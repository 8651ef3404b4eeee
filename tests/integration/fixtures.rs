//! Test fixtures for integration tests.
//!
//! Provides helpers for:
//! - Isolated convoy state directories (sessions + checkpoints)
//! - Deterministic executors with call recording
//! - Predefined task sets and dependency shapes

use std::collections::HashMap;
use std::sync::{Arc, Mutex};
use std::time::Duration;

use async_trait::async_trait;
use serde_json::json;
use tempfile::TempDir;
use tokio::sync::mpsc;
use tokio_util::sync::CancellationToken;

use convoy::checkpoint::CheckpointStore;
use convoy::config::Config;
use convoy::core::dag::DependencyEdge;
use convoy::core::task::{Task, TaskId};
use convoy::orchestration::{
    ExecOutcome, Executor, RunSummary, SchedulerEvent, SchedulerOptions,
};
use convoy::session::{SessionId, SessionManager};

/// Scheduler options tuned for tests: default cap, no retry delay.
pub fn test_options() -> SchedulerOptions {
    SchedulerOptions {
        concurrency: 2,
        retry_limit: 2,
        retry_delay: Duration::ZERO,
    }
}

/// An isolated convoy state directory with a session manager over it.
///
/// Every environment gets its own temp directory, so tests never share
/// manifests or checkpoints.
pub struct TestEnv {
    /// Keeps the state directory alive for the environment's lifetime.
    pub temp_dir: TempDir,
    pub manager: SessionManager,
}

impl TestEnv {
    pub fn new() -> Self {
        let temp_dir = TempDir::new().expect("Failed to create temp directory");
        let config = Config {
            state_dir: Some(temp_dir.path().to_string_lossy().to_string()),
            ..Default::default()
        };
        let manager = SessionManager::new(&config).expect("Failed to create session manager");
        Self { temp_dir, manager }
    }

    /// The checkpoint store backing this environment's sessions.
    pub fn store(&self) -> Arc<CheckpointStore> {
        self.manager.store()
    }

    /// Submit a session with the test options.
    pub async fn submit(&self, tasks: Vec<Task>, edges: Vec<DependencyEdge>) -> SessionId {
        self.manager
            .submit(tasks, edges, test_options())
            .await
            .expect("Failed to submit session")
    }

    /// Run a session to a terminal state, collecting every scheduler event.
    pub async fn run(
        &self,
        id: &SessionId,
        executor: Arc<dyn Executor>,
    ) -> (RunSummary, Vec<SchedulerEvent>) {
        self.run_with_cancel(id, executor, CancellationToken::new())
            .await
    }

    /// Run a session with an external cancellation token.
    pub async fn run_with_cancel(
        &self,
        id: &SessionId,
        executor: Arc<dyn Executor>,
        cancel: CancellationToken,
    ) -> (RunSummary, Vec<SchedulerEvent>) {
        let (event_tx, mut event_rx) = mpsc::channel(1024);
        let summary = self
            .manager
            .run(id, executor, event_tx, cancel)
            .await
            .expect("Scheduler run failed");

        let mut events = Vec::new();
        while let Ok(event) = event_rx.try_recv() {
            events.push(event);
        }
        (summary, events)
    }

    /// Resume a session from its checkpoint, collecting events.
    pub async fn resume(
        &self,
        id: &SessionId,
        executor: Arc<dyn Executor>,
    ) -> (RunSummary, Vec<SchedulerEvent>) {
        let (event_tx, mut event_rx) = mpsc::channel(1024);
        let summary = self
            .manager
            .resume(id, executor, event_tx, CancellationToken::new())
            .await
            .expect("Scheduler resume failed");

        let mut events = Vec::new();
        while let Ok(event) = event_rx.try_recv() {
            events.push(event);
        }
        (summary, events)
    }
}

impl Default for TestEnv {
    fn default() -> Self {
        Self::new()
    }
}

/// Create a test task with the given identifier.
pub fn test_task(id: &str) -> Task {
    Task::new(id, &format!("{} description", id))
}

/// Create a set of independent tasks: task-0 .. task-(count-1).
pub fn independent_tasks(count: usize) -> Vec<Task> {
    (0..count)
        .map(|i| test_task(&format!("task-{}", i)))
        .collect()
}

/// A and B independent, C depends on both.
///
/// ```text
///   A
///    \
///     C
///    /
///   B
/// ```
pub fn diamond() -> (Vec<Task>, Vec<DependencyEdge>) {
    (
        vec![test_task("A"), test_task("B"), test_task("C")],
        vec![DependencyEdge::new("A", "C"), DependencyEdge::new("B", "C")],
    )
}

/// A chain: a -> b -> c.
pub fn chain() -> (Vec<Task>, Vec<DependencyEdge>) {
    (
        vec![test_task("a"), test_task("b"), test_task("c")],
        vec![DependencyEdge::new("a", "b"), DependencyEdge::new("b", "c")],
    )
}

/// Executor that records every attempt and delegates the outcome to a
/// closure receiving the task and its 1-based attempt number.
///
/// The call log makes exactly-once and never-re-executed assertions
/// possible without instrumenting the scheduler.
pub struct RecordingExecutor<F>
where
    F: Fn(&Task, u32) -> ExecOutcome + Send + Sync,
{
    calls: Mutex<Vec<TaskId>>,
    outcome: F,
}

impl<F> RecordingExecutor<F>
where
    F: Fn(&Task, u32) -> ExecOutcome + Send + Sync,
{
    pub fn with_outcome(outcome: F) -> Arc<Self> {
        Arc::new(Self {
            calls: Mutex::new(Vec::new()),
            outcome,
        })
    }

    /// Every recorded attempt, in execution order.
    pub fn calls(&self) -> Vec<TaskId> {
        self.calls.lock().unwrap().clone()
    }

    /// Number of attempts recorded for one task.
    pub fn attempts_for(&self, id: &TaskId) -> usize {
        self.calls.lock().unwrap().iter().filter(|c| *c == id).count()
    }

    /// Attempts recorded per task.
    pub fn attempt_counts(&self) -> HashMap<TaskId, usize> {
        let mut counts = HashMap::new();
        for call in self.calls.lock().unwrap().iter() {
            *counts.entry(call.clone()).or_insert(0) += 1;
        }
        counts
    }
}

#[async_trait]
impl<F> Executor for RecordingExecutor<F>
where
    F: Fn(&Task, u32) -> ExecOutcome + Send + Sync,
{
    async fn execute(&self, task: &Task) -> ExecOutcome {
        let attempt = {
            let mut calls = self.calls.lock().unwrap();
            calls.push(task.id.clone());
            calls.iter().filter(|c| **c == task.id).count() as u32
        };
        (self.outcome)(task, attempt)
    }
}

/// Recording executor where every attempt succeeds with the task id as
/// its payload.
pub fn ok_executor() -> Arc<RecordingExecutor<impl Fn(&Task, u32) -> ExecOutcome + Send + Sync>> {
    RecordingExecutor::with_outcome(|task, _| Ok(json!(task.id.as_str())))
}

/// The task-id batches of every planned wave, in planning order.
pub fn waves_of(events: &[SchedulerEvent]) -> Vec<Vec<TaskId>> {
    events
        .iter()
        .filter_map(|event| match event {
            SchedulerEvent::WavePlanned { task_ids, .. } => Some(task_ids.clone()),
            _ => None,
        })
        .collect()
}

#[cfg(test)]
mod tests {
    use super::*;

    #[test]
    fn test_env_creates_state_dirs() {
        let env = TestEnv::new();
        assert!(env.temp_dir.path().join("sessions").exists());
        assert!(env.temp_dir.path().join("checkpoints").exists());
    }

    #[test]
    fn test_diamond_shape() {
        let (tasks, edges) = diamond();
        assert_eq!(tasks.len(), 3);
        assert_eq!(edges.len(), 2);
        assert!(edges.iter().all(|e| e.to == TaskId::from("C")));
    }

    #[tokio::test]
    async fn test_recording_executor_counts_attempts() {
        let executor = ok_executor();
        let task = test_task("a");

        executor.execute(&task).await.unwrap();
        executor.execute(&task).await.unwrap();

        assert_eq!(executor.attempts_for(&TaskId::from("a")), 2);
        assert_eq!(executor.calls().len(), 2);
    }

    #[tokio::test]
    async fn test_recording_executor_passes_attempt_number() {
        let executor = RecordingExecutor::with_outcome(|_, attempt| {
            if attempt < 2 {
                Err("transient".to_string())
            } else {
                Ok(json!(attempt))
            }
        });
        let task = test_task("a");

        assert!(executor.execute(&task).await.is_err());
        assert_eq!(executor.execute(&task).await.unwrap(), json!(2));
    }
}
//! Session management: the public surface for submitting, running,
//! resuming, and inspecting scheduler sessions.
//!
//! A session is one full run of a task graph. Submission validates the
//! graph and persists a manifest (tasks, edges, options) so the graph
//! can be rebuilt at resume time; progress itself lives in the
//! checkpoint store.

use chrono::{DateTime, Utc};
use serde::{Deserialize, Serialize};
use std::fs;
use std::path::PathBuf;
use std::sync::Arc;
use tokio::sync::mpsc;
use tokio_util::sync::CancellationToken;
use uuid::Uuid;

use crate::checkpoint::{CheckpointRecord, CheckpointStore, SessionState};
use crate::config::Config;
use crate::core::dag::{DependencyEdge, TaskGraph};
use crate::core::task::{Task, TaskId};
use crate::orchestration::{Executor, RunSummary, Scheduler, SchedulerEvent, SchedulerOptions};
use crate::util::blocking;
use crate::{clog, clog_debug, Error, Result};

/// Unique identifier for a session.
#[derive(Debug, Clone, Copy, PartialEq, Eq, Hash, Serialize, Deserialize)]
#[serde(transparent)]
pub struct SessionId(pub Uuid);

impl SessionId {
    pub fn new() -> Self {
        Self(Uuid::new_v4())
    }

    /// Return first 8 characters of the UUID for display.
    pub fn short(&self) -> String {
        self.0.to_string()[..8].to_string()
    }
}

impl Default for SessionId {
    fn default() -> Self {
        Self::new()
    }
}

impl std::fmt::Display for SessionId {
    fn fmt(&self, f: &mut std::fmt::Formatter<'_>) -> std::fmt::Result {
        write!(f, "{}", self.0)
    }
}

impl std::str::FromStr for SessionId {
    type Err = uuid::Error;

    fn from_str(s: &str) -> std::result::Result<Self, Self::Err> {
        Ok(Self(Uuid::parse_str(s)?))
    }
}

/// Persisted definition of a session: everything needed to rebuild its
/// graph and rerun the scheduler with the original options.
#[derive(Debug, Clone, Serialize, Deserialize)]
pub struct SessionManifest {
    pub id: SessionId,
    pub created_at: DateTime<Utc>,
    pub tasks: Vec<Task>,
    pub edges: Vec<DependencyEdge>,
    pub options: SchedulerOptions,
}

/// A failed task surfaced through a status query.
#[derive(Debug, Clone, Serialize, Deserialize)]
pub struct FailedTask {
    pub id: TaskId,
    pub error: String,
}

/// Read-only snapshot of a session's progress.
///
/// Built from the manifest and the latest checkpoint; safe to request
/// while a scheduler is running (the snapshot is eventually consistent).
#[derive(Debug, Clone, Serialize, Deserialize)]
pub struct SessionStatus {
    pub session_id: SessionId,
    pub state: SessionState,
    pub completed_count: usize,
    pub total_count: usize,
    pub failed_tasks: Vec<FailedTask>,
}

/// Manages session manifests and drives schedulers over them.
pub struct SessionManager {
    sessions_dir: PathBuf,
    store: Arc<CheckpointStore>,
}

impl SessionManager {
    /// Create a manager rooted at the config's state directories.
    pub fn new(config: &Config) -> Result<Self> {
        config.ensure_dirs()?;
        Ok(Self {
            sessions_dir: config.sessions_dir()?,
            store: Arc::new(CheckpointStore::new(config.checkpoints_dir()?)),
        })
    }

    /// The checkpoint store backing this manager's sessions.
    pub fn store(&self) -> Arc<CheckpointStore> {
        Arc::clone(&self.store)
    }

    fn manifest_path(&self, id: &SessionId) -> PathBuf {
        self.sessions_dir.join(format!("{}.json", id))
    }

    /// Validate and register a new session.
    ///
    /// The graph is built and checked here; duplicate identifiers,
    /// unknown edge endpoints, and cycles are returned synchronously and
    /// never reach the scheduler. On success the manifest and an empty
    /// Pending checkpoint are persisted.
    pub async fn submit(
        &self,
        tasks: Vec<Task>,
        edges: Vec<DependencyEdge>,
        options: SchedulerOptions,
    ) -> Result<SessionId> {
        // Build the graph purely to validate the submission.
        build_graph(&tasks, &edges)?.validate()?;

        let manifest = SessionManifest {
            id: SessionId::new(),
            created_at: Utc::now(),
            tasks,
            edges,
            options,
        };

        let path = self.manifest_path(&manifest.id);
        if path.exists() {
            return Err(Error::SessionExists(manifest.id.to_string()));
        }

        let contents = serde_json::to_string_pretty(&manifest)?;
        blocking(move || {
            let temp_path = path.with_extension("json.tmp");
            fs::write(&temp_path, &contents)?;
            fs::rename(&temp_path, &path)?;
            Ok(())
        })
        .await?;

        self.store
            .save(&CheckpointRecord::new(&manifest.id.to_string()))
            .await?;

        clog!(
            "Session {} submitted: {} task(s), {} edge(s), cap {}",
            manifest.id.short(),
            manifest.tasks.len(),
            manifest.edges.len(),
            manifest.options.concurrency
        );
        Ok(manifest.id)
    }

    /// Load a session's persisted manifest.
    pub async fn load_manifest(&self, id: &SessionId) -> Result<SessionManifest> {
        let path = self.manifest_path(id);
        let session_id = id.to_string();
        clog_debug!("SessionManager::load_manifest path={}", path.display());

        blocking(move || {
            if !path.exists() {
                return Err(Error::SessionNotFound(session_id));
            }
            let contents = fs::read_to_string(&path)?;
            let manifest: SessionManifest = serde_json::from_str(&contents)?;
            Ok(manifest)
        })
        .await
    }

    /// Drive a session to a terminal state with the given executor.
    ///
    /// Works for fresh and partially completed sessions alike: the
    /// scheduler seeds itself from the checkpoint, so already settled
    /// tasks are never re-executed.
    pub async fn run(
        &self,
        id: &SessionId,
        executor: Arc<dyn Executor>,
        event_tx: mpsc::Sender<SchedulerEvent>,
        cancel: CancellationToken,
    ) -> Result<RunSummary> {
        let manifest = self.load_manifest(id).await?;
        let graph = build_graph(&manifest.tasks, &manifest.edges)?;

        let mut scheduler = Scheduler::new(
            &id.to_string(),
            graph,
            manifest.options,
            self.store(),
            executor,
            event_tx,
            cancel,
        );
        scheduler.run().await
    }

    /// Continue an interrupted session from its last checkpoint.
    ///
    /// Identical to `run` except it insists a checkpoint exists, so a
    /// typo'd identifier fails loudly instead of starting from scratch.
    pub async fn resume(
        &self,
        id: &SessionId,
        executor: Arc<dyn Executor>,
        event_tx: mpsc::Sender<SchedulerEvent>,
        cancel: CancellationToken,
    ) -> Result<RunSummary> {
        self.store.load(&id.to_string()).await?;
        self.run(id, executor, event_tx, cancel).await
    }

    /// Read-only status query.
    pub async fn status(&self, id: &SessionId) -> Result<SessionStatus> {
        let manifest = self.load_manifest(id).await?;

        let record = match self.store.load(&id.to_string()).await {
            Ok(record) => record,
            Err(Error::CheckpointNotFound(_)) => CheckpointRecord::new(&id.to_string()),
            Err(e) => return Err(e),
        };

        Ok(SessionStatus {
            session_id: *id,
            state: record.state,
            completed_count: record.completed_count(),
            total_count: manifest.tasks.len(),
            failed_tasks: record
                .failed_tasks()
                .into_iter()
                .map(|(id, error)| FailedTask { id, error })
                .collect(),
        })
    }

    /// Enumerate persisted sessions, newest first.
    pub async fn sessions(&self) -> Result<Vec<SessionManifest>> {
        let dir = self.sessions_dir.clone();

        let mut manifests: Vec<SessionManifest> = blocking(move || {
            let mut found = Vec::new();
            if !dir.exists() {
                return Ok(found);
            }
            for entry in fs::read_dir(&dir)? {
                let entry = entry?;
                let path = entry.path();
                if path.extension().map(|e| e == "json").unwrap_or(false) {
                    if let Ok(contents) = fs::read_to_string(&path) {
                        if let Ok(manifest) = serde_json::from_str::<SessionManifest>(&contents) {
                            found.push(manifest);
                        }
                    }
                }
            }
            Ok(found)
        })
        .await?;

        manifests.sort_by(|a, b| b.created_at.cmp(&a.created_at));
        Ok(manifests)
    }
}

/// Build a task graph from submitted tasks and edges.
///
/// Surfaces `DuplicateTask` and `UnknownTask`; cycle detection is the
/// caller's `validate()` step.
fn build_graph(tasks: &[Task], edges: &[DependencyEdge]) -> Result<TaskGraph> {
    let mut graph = TaskGraph::new();
    for task in tasks {
        graph.add_task(task.clone())?;
    }
    for edge in edges {
        graph.add_edge(&edge.from, &edge.to)?;
    }
    Ok(graph)
}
.....
■ Action item ■
In the entries above, restate word for word the lines between the one holding "tests never share" and the one holding "every scheduler event.", inclusive, and nothing besides.

■ Finished exercise ■
/// Every environment gets its own temp directory, so tests never share
/// manifests or checkpoints.
pub struct TestEnv {
    /// Keeps the state directory alive for the environment's lifetime.
    pub temp_dir: TempDir,
    pub manager: SessionManager,
}

impl TestEnv {
    pub fn new() -> Self {
        let temp_dir = TempDir::new().expect("Failed to create temp directory");
        let config = Config {
            state_dir: Some(temp_dir.path().to_string_lossy().to_string()),
            ..Default::default()
        };
        let manager = SessionManager::new(&config).expect("Failed to create session manager");
        Self { temp_dir, manager }
    }

    /// The checkpoint store backing this environment's sessions.
    pub fn store(&self) -> Arc<CheckpointStore> {
        self.manager.store()
    }

    /// Submit a session with the test options.
    pub async fn submit(&self, tasks: Vec<Task>, edges: Vec<DependencyEdge>) -> SessionId {
        self.manager
            .submit(tasks, edges, test_options())
            .await
            .expect("Failed to submit session")
    }

    /// Run a session to a terminal state, collecting every scheduler event.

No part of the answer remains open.